§ **WHAT TO PRODUCE**
Show every line of the data where the word "SurfaceSize" can be found.

Collected data entries
+++++

use std::fs::File;
use std::path::{Path, PathBuf};

use anyhow::{Context, Result};
use clap::{Args, Parser, Subcommand};
use log::info;

use quotecanvas::draw::{CairoRenderer, ImageLoader, RecordingRenderer, Renderer};
use quotecanvas::util::SurfaceSize;
use quotecanvas::{Canvas, Config, Scene};

#[derive(Parser, Debug)]
#[command(name = "quotecanvas")]
#[command(version, about = "Compose quote cards from shapes, images and wrapped text")]
struct Cli {
    #[command(subcommand)]
    command: Command,
}

#[derive(Subcommand, Debug)]
enum Command {
    /// Render a scene file to a PNG image
    Render {
        /// Scene description (TOML)
        scene: PathBuf,

        /// Where to write the PNG
        #[arg(long, short = 'o', value_name = "PNG")]
        output: PathBuf,

        #[command(flatten)]
        surface: SurfaceArgs,
    },
    /// Replay a scene without rasterizing and print elements and draw calls as JSON
    Trace {
        /// Scene description (TOML)
        scene: PathBuf,

        #[command(flatten)]
        surface: SurfaceArgs,
    },
}

#[derive(Args, Debug)]
struct SurfaceArgs {
    /// Surface width in pixels (defaults to the config value)
    #[arg(long, value_name = "PX")]
    width: Option<u32>,

    /// Surface height in pixels (defaults to the config value)
    #[arg(long, value_name = "PX")]
    height: Option<u32>,

    /// Config file to use instead of ~/.config/quotecanvas/config.toml
    #[arg(long, short = 'c', value_name = "PATH")]
    config: Option<PathBuf>,
}

impl SurfaceArgs {
    fn load_config(&self) -> Result<Config> {
        match &self.config {
            Some(path) => Config::load_from(path),
            None => Config::load(),
        }
    }

    fn size(&self, config: &Config) -> (u32, u32) {
        (
            self.width.unwrap_or(config.surface.width).max(1),
            self.height.unwrap_or(config.surface.height).max(1),
        )
    }
}

fn main() -> Result<()> {
    env_logger::init();

    let cli = Cli::parse();

    // Image decodes run on this runtime's blocking pool
    let runtime =
        tokio::runtime::Runtime::new().context("Failed to create Tokio runtime for image loading")?;

    match cli.command {
        Command::Render {
            scene,
            output,
            surface,
        } => render(&scene, &output, &surface, runtime.handle()),
        Command::Trace { scene, surface } => trace(&scene, &surface, runtime.handle()),
    }
}

fn replay<R: Renderer>(
    scene_path: &Path,
    renderer: R,
    size: (u32, u32),
    config: &Config,
    runtime: &tokio::runtime::Handle,
) -> Result<Canvas<R>> {
    let scene = Scene::load(scene_path)?;
    let mut canvas = Canvas::new(
        renderer,
        SurfaceSize::new(size.0 as f64, size.1 as f64),
        config,
    )
    .with_image_loader(ImageLoader::new(runtime));

    scene.apply(&mut canvas)?;
    Ok(canvas)
}

fn render(
    scene_path: &Path,
    output: &Path,
    args: &SurfaceArgs,
    runtime: &tokio::runtime::Handle,
) -> Result<()> {
    let config = args.load_config()?;
    let (width, height) = args.size(&config);

    let surface = cairo::ImageSurface::create(cairo::Format::ARgb32, width as i32, height as i32)
        .context("Failed to create image surface")?;
    let ctx = cairo::Context::new(&surface).context("Failed to create Cairo context")?;

    let canvas = replay(
        scene_path,
        CairoRenderer::new(ctx),
        (width, height),
        &config,
        runtime,
    )?;
    let element_count = canvas.elements().len();
    drop(canvas);

    let mut file = File::create(output)
        .with_context(|| format!("Failed to create {}", output.display()))?;
    surface
        .write_to_png(&mut file)
        .with_context(|| format!("Failed to write PNG to {}", output.display()))?;

    info!(
        "Rendered {} elements at {}x{} to {}",
        element_count,
        width,
        height,
        output.display()
    );
    Ok(())
}

fn trace(scene_path: &Path, args: &SurfaceArgs, runtime: &tokio::runtime::Handle) -> Result<()> {
    let config = args.load_config()?;
    let size = args.size(&config);

    let canvas = replay(
        scene_path,
        RecordingRenderer::default(),
        size,
        &config,
        runtime,
    )?;
    let report = serde_json::json!({
        "width": size.0,
        "height": size.1,
        "elements": canvas.elements(),
        "commands": canvas.renderer().commands(),
    });

    println!("{}", serde_json::to_string_pretty(&report)?);
    Ok(())
}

+++++

§ **TASK SOLUTION**
use quotecanvas::util::SurfaceSize;
        SurfaceSize::new(size.0 as f64, size.1 as f64),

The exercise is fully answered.